(Dataset entries)
-- Opening Marker --

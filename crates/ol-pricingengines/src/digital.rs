//! Cash-or-nothing digital options.
//!
//! A digital call pays one unit of cash at maturity if `S_T > K`, a digital
//! put if `S_T < K`:
//!
//! $$C = e^{-rT} N(d_2) \qquad P = e^{-rT} N(-d_2)$$

use crate::black_scholes::D1D2;
use ol_core::{MarketInputs, OptionType, Price, Rate, Real, Result, Time, Volatility};
use ol_math::distributions::normal_cdf;

/// Price of a unit cash-or-nothing digital option.
pub fn digital_price(market: &MarketInputs, option_type: OptionType) -> Result<Price> {
    let D1D2 { d2, .. } = D1D2::new(market)?;
    Ok(market.discount() * normal_cdf(option_type.sign() * d2))
}

/// Digital option price from the five market scalars.
///
/// The result always lies in `[0, e^(−rT)]`.
pub fn digital_option_price(
    spot: Real,
    strike: Real,
    maturity: Time,
    rate: Rate,
    volatility: Volatility,
    option_type: OptionType,
) -> Result<Price> {
    let market = MarketInputs::new(spot, strike, maturity, rate, volatility)?;
    digital_price(&market, option_type)
}
//! Market inputs shared by every pricer.
//!
//! [`MarketInputs`] bundles the five scalars of the Black-Scholes world:
//! spot, strike, time to maturity, continuously compounded risk-free rate,
//! and volatility. Construction validates the domain once so the formulas
//! downstream never divide by zero.

use crate::{ensure, DiscountFactor, Rate, Real, Result, Time, Volatility};

/// Spot, strike, maturity, rate, and volatility of a single option.
///
/// Invariants (enforced by [`MarketInputs::new`] and
/// [`MarketInputs::validate`]):
/// * `spot`, `strike`, `maturity`, `volatility` are finite and `> 0`
/// * `rate` is finite
/// * `volatility · √maturity > 0`
#[derive(Debug, Clone, Copy, PartialEq)]
#[cfg_attr(feature = "serde", derive(serde::Serialize, serde::Deserialize))]
pub struct MarketInputs {
    /// Current price of the underlying.
    pub spot: Real,
    /// Strike price.
    pub strike: Real,
    /// Time to maturity in years.
    pub maturity: Time,
    /// Continuously compounded risk-free rate.
    pub rate: Rate,
    /// Annualised volatility.
    pub volatility: Volatility,
}

impl MarketInputs {
    /// Build and validate a set of market inputs.
    pub fn new(
        spot: Real,
        strike: Real,
        maturity: Time,
        rate: Rate,
        volatility: Volatility,
    ) -> Result<Self> {
        let inputs = Self {
            spot,
            strike,
            maturity,
            rate,
            volatility,
        };
        inputs.validate()?;
        Ok(inputs)
    }

    /// Check the invariants listed on the type.
    pub fn validate(&self) -> Result<()> {
        ensure!(
            self.spot.is_finite() && self.spot > 0.0,
            "spot must be positive, got {}",
            self.spot
        );
        ensure!(
            self.strike.is_finite() && self.strike > 0.0,
            "strike must be positive, got {}",
            self.strike
        );
        ensure!(
            self.maturity.is_finite() && self.maturity > 0.0,
            "maturity must be positive, got {}",
            self.maturity
        );
        ensure!(self.rate.is_finite(), "rate must be finite, got {}", self.rate);
        ensure!(
            self.volatility.is_finite() && self.volatility > 0.0,
            "volatility must be positive, got {}",
            self.volatility
        );
        let std_dev = self.std_dev();
        ensure!(
            std_dev > 0.0,
            "volatility * sqrt(maturity) must be nonzero, got {std_dev}"
        );
        Ok(())
    }

    /// Same market with a different maturity, revalidated.
    pub fn with_maturity(&self, maturity: Time) -> Result<Self> {
        Self::new(self.spot, self.strike, maturity, self.rate, self.volatility)
    }

    /// Same market with a different strike, revalidated.
    pub fn with_strike(&self, strike: Real) -> Result<Self> {
        Self::new(self.spot, strike, self.maturity, self.rate, self.volatility)
    }

    /// Total standard deviation `σ·√T`.
    #[inline]
    pub fn std_dev(&self) -> Real {
        self.volatility * self.maturity.sqrt()
    }

    /// Discount factor to maturity `e^(−rT)`.
    #[inline]
    pub fn discount(&self) -> DiscountFactor {
        (-self.rate * self.maturity).exp()
    }
}

#[cfg(test)]
mod tests {
    use super::*;
    use approx::assert_abs_diff_eq;
    use proptest::prelude::*;

    #[test]
    fn valid_inputs() {
        let m = MarketInputs::new(100.0, 100.0, 1.0, 0.05, 0.2).unwrap();
        assert_abs_diff_eq!(m.std_dev(), 0.2, epsilon = 1e-15);
        assert_abs_diff_eq!(m.discount(), (-0.05_f64).exp(), epsilon = 1e-15);
    }

    #[test]
    fn negative_rate_is_allowed() {
        assert!(MarketInputs::new(100.0, 100.0, 1.0, -0.01, 0.2).is_ok());
    }

    #[test]
    fn nonpositive_scalars_rejected() {
        let cases = [
            (0.0, 100.0, 1.0, 0.05, 0.2),
            (100.0, -1.0, 1.0, 0.05, 0.2),
            (100.0, 100.0, 0.0, 0.05, 0.2),
            (100.0, 100.0, 1.0, 0.05, 0.0),
            (100.0, 100.0, 1.0, f64::NAN, 0.2),
            (f64::INFINITY, 100.0, 1.0, 0.05, 0.2),
        ];
        for (s, k, t, r, v) in cases {
            let err = MarketInputs::new(s, k, t, r, v).unwrap_err();
            assert!(err.is_invalid_input(), "({s}, {k}, {t}, {r}, {v}) -> {err}");
        }
    }

    #[test]
    fn tiny_maturity_underflow_rejected() {
        // σ·√T underflows to zero even though both factors are positive.
        let err = MarketInputs::new(100.0, 100.0, 1e-320, 0.05, 1e-170).unwrap_err();
        assert!(err.is_invalid_input());
    }

    #[test]
    fn with_maturity_revalidates() {
        let m = MarketInputs::new(100.0, 100.0, 1.0, 0.05, 0.2).unwrap();
        assert_eq!(m.with_maturity(0.5).unwrap().maturity, 0.5);
        assert!(m.with_maturity(-0.5).is_err());
        assert!(m.with_strike(0.0).is_err());
    }

    proptest! {
        #[test]
        fn positive_inputs_accepted(
            spot in 1e-3f64..1e6,
            strike in 1e-3f64..1e6,
            maturity in 1e-4f64..50.0,
            rate in -1.0f64..1.0,
            volatility in 1e-4f64..5.0,
        ) {
            let m = MarketInputs::new(spot, strike, maturity, rate, volatility).unwrap();
            prop_assert!(m.std_dev() > 0.0);
            prop_assert!(m.discount() > 0.0);
        }

        #[test]
        fn nonpositive_spot_rejected(spot in -1e6f64..=0.0) {
            let err = MarketInputs::new(spot, 100.0, 1.0, 0.05, 0.2).unwrap_err();
            prop_assert!(err.is_invalid_input());
        }
    }
}
//! # ol-pricingengines
//!
//! Pricers built on the core vocabulary (spot, strike, maturity, rate,
//! volatility).
//!
//! ## Pricers
//!
//! - [`black_scholes_price`]: closed-form European call/put
//! - [`greeks`]: analytic call-side Delta, Gamma, Vega, Theta, Rho
//! - [`binomial_option_price`] / [`BinomialEngine`]: Cox-Ross-Rubinstein lattice
//! - [`digital_option_price`]: cash-or-nothing digital
//! - [`barrier_option_price`]: placeholder, always [`BarrierPrice::Unimplemented`]
//! - [`range_accrual_price`] / [`RangeAccrual`]: Monte Carlo band probability
//! - [`sensitivity_analysis`]: Delta and Theta over a grid of maturities
//!
//! Every function validates its inputs first and fails with
//! [`ol_core::Error::InvalidInput`] instead of returning NaN or infinity.

#![warn(missing_docs)]
#![forbid(unsafe_code)]

pub mod barrier;
pub mod binomial_engine;
pub mod black_scholes;
pub mod digital;
pub mod greeks;
pub mod range_accrual;
pub mod sensitivity;

pub use barrier::{barrier_option_price, BarrierPrice, BarrierType};
pub use binomial_engine::{binomial_option_price, binomial_option_price_with, BinomialEngine};
pub use black_scholes::{black_scholes, black_scholes_price, D1D2};
pub use digital::{digital_option_price, digital_price};
pub use greeks::{call_greeks, greeks, Greeks};
pub use range_accrual::{
    range_accrual_estimate, range_accrual_price, range_accrual_price_analytic, MonteCarloEstimate,
    RangeAccrual,
};
pub use sensitivity::{
    sensitivity_analysis, sensitivity_analysis_with, SensitivityPoint, SensitivitySeries,
};
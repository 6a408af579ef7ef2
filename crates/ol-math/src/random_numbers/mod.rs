//! Random number generators.
//!
//! Monte Carlo estimators draw their normal deviates through the
//! [`GaussianRng`] trait so that callers decide how the stream is seeded:
//!
//! * [`StdNormalRng`]: `rand`'s `StdRng` sampled through
//!   `rand_distr::StandardNormal`; seeded from OS entropy by default
//! * [`InverseCumulativeNormalRng`]: Mersenne Twister MT19937-64 (`rand_mt`)
//!   pushed through the inverse normal CDF; always explicitly seeded

use ol_core::Real;
use rand::rngs::StdRng;
use rand::{Rng, SeedableRng};
use rand_distr::StandardNormal;
use rand_mt::Mt19937GenRand64;

/// A source of independent standard-normal deviates.
pub trait GaussianRng {
    /// Draw the next `N(0, 1)` deviate.
    fn next_gaussian(&mut self) -> Real;
}

impl<G: GaussianRng + ?Sized> GaussianRng for &mut G {
    fn next_gaussian(&mut self) -> Real {
        (**self).next_gaussian()
    }
}

// ─── StdNormalRng ─────────────────────────────────────────────────────────────

/// Standard-normal deviates from any `rand` generator.
#[derive(Debug, Clone)]
pub struct StdNormalRng<R = StdRng> {
    rng: R,
}

impl StdNormalRng<StdRng> {
    /// A generator seeded from operating-system entropy. Every instance
    /// produces a different stream.
    pub fn from_entropy() -> Self {
        Self {
            rng: StdRng::from_entropy(),
        }
    }

    /// A reproducible generator.
    pub fn seeded(seed: u64) -> Self {
        Self {
            rng: StdRng::seed_from_u64(seed),
        }
    }
}

impl<R: Rng> StdNormalRng<R> {
    /// Wrap an existing `rand` generator.
    pub fn from_rng(rng: R) -> Self {
        Self { rng }
    }
}

impl<R: Rng> GaussianRng for StdNormalRng<R> {
    fn next_gaussian(&mut self) -> Real {
        self.rng.sample(StandardNormal)
    }
}

// ─── Mersenne Twister ─────────────────────────────────────────────────────────

/// A uniform pseudo-random number generator based on the Mersenne Twister
/// MT19937-64 algorithm.
pub struct MersenneTwisterUniformRng {
    rng: Mt19937GenRand64,
}

impl MersenneTwisterUniformRng {
    /// Create a new generator with the given seed.
    pub fn new(seed: u64) -> Self {
        Self {
            rng: Mt19937GenRand64::new(seed),
        }
    }

    /// Generate the next uniform deviate in `[0, 1)`.
    pub fn next_real(&mut self) -> Real {
        // 53 high bits map exactly onto the f64 mantissa.
        (self.rng.next_u64() >> 11) as Real / (1u64 << 53) as Real
    }
}

/// An inverse-cumulative normal random number generator.
///
/// Wraps a Mersenne Twister and transforms its output through the inverse
/// CDF of the standard normal distribution.
pub struct InverseCumulativeNormalRng {
    inner: MersenneTwisterUniformRng,
}

impl InverseCumulativeNormalRng {
    /// Create a new generator backed by a Mersenne Twister with the given
    /// seed.
    pub fn new(seed: u64) -> Self {
        Self {
            inner: MersenneTwisterUniformRng::new(seed),
        }
    }
}

impl GaussianRng for InverseCumulativeNormalRng {
    fn next_gaussian(&mut self) -> Real {
        // Exact 0 would map to −∞.
        let u = loop {
            let u = self.inner.next_real();
            if u > 0.0 {
                break u;
            }
        };
        crate::distributions::normal_cdf_inverse(u)
    }
}

#[cfg(test)]
mod tests {
    use super::*;
    use crate::statistics::Statistics;

    fn moments(rng: &mut dyn GaussianRng, n: usize) -> (Real, Real) {
        let mut stats = Statistics::new();
        for _ in 0..n {
            stats.add(rng.next_gaussian());
        }
        (stats.mean().unwrap(), stats.variance().unwrap())
    }

    #[test]
    fn mt_range() {
        let mut rng = MersenneTwisterUniformRng::new(42);
        for _ in 0..1_000 {
            let x = rng.next_real();
            assert!((0.0..1.0).contains(&x));
        }
    }

    #[test]
    fn icn_rng_moments() {
        let mut rng = InverseCumulativeNormalRng::new(42);
        let (mean, var) = moments(&mut rng, 10_000);
        // 4 standard errors of the sample mean / variance
        assert!(mean.abs() < 0.04, "mean {mean} out of expected range");
        assert!((var - 1.0).abs() < 0.06, "variance {var} out of expected range");
    }

    #[test]
    fn std_normal_rng_moments() {
        let mut rng = StdNormalRng::seeded(7);
        let (mean, var) = moments(&mut rng, 10_000);
        assert!(mean.abs() < 0.04, "mean {mean} out of expected range");
        assert!((var - 1.0).abs() < 0.06, "variance {var} out of expected range");
    }

    #[test]
    fn same_seed_same_stream() {
        let mut a = StdNormalRng::seeded(123);
        let mut b = StdNormalRng::seeded(123);
        let mut c = InverseCumulativeNormalRng::new(123);
        let mut d = InverseCumulativeNormalRng::new(123);
        for _ in 0..100 {
            assert_eq!(a.next_gaussian(), b.next_gaussian());
            assert_eq!(c.next_gaussian(), d.next_gaussian());
        }
    }

    #[test]
    fn mutable_reference_is_a_source() {
        fn draw<G: GaussianRng>(mut rng: G) -> Real {
            rng.next_gaussian()
        }
        let mut rng = StdNormalRng::seeded(1);
        let first = draw(&mut rng);
        let second = draw(&mut rng);
        assert!(first.is_finite() && second.is_finite());
        assert_ne!(first, second);
    }
}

-- Closing Marker --

WHAT YOU SHOULD DO :: Retrieve each line of the data in which the word "unit" can be found.

PROBLEM SOLUTION ::
//! A digital call pays one unit of cash at maturity if `S_T > K`, a digital
/// Price of a unit cash-or-nothing digital option.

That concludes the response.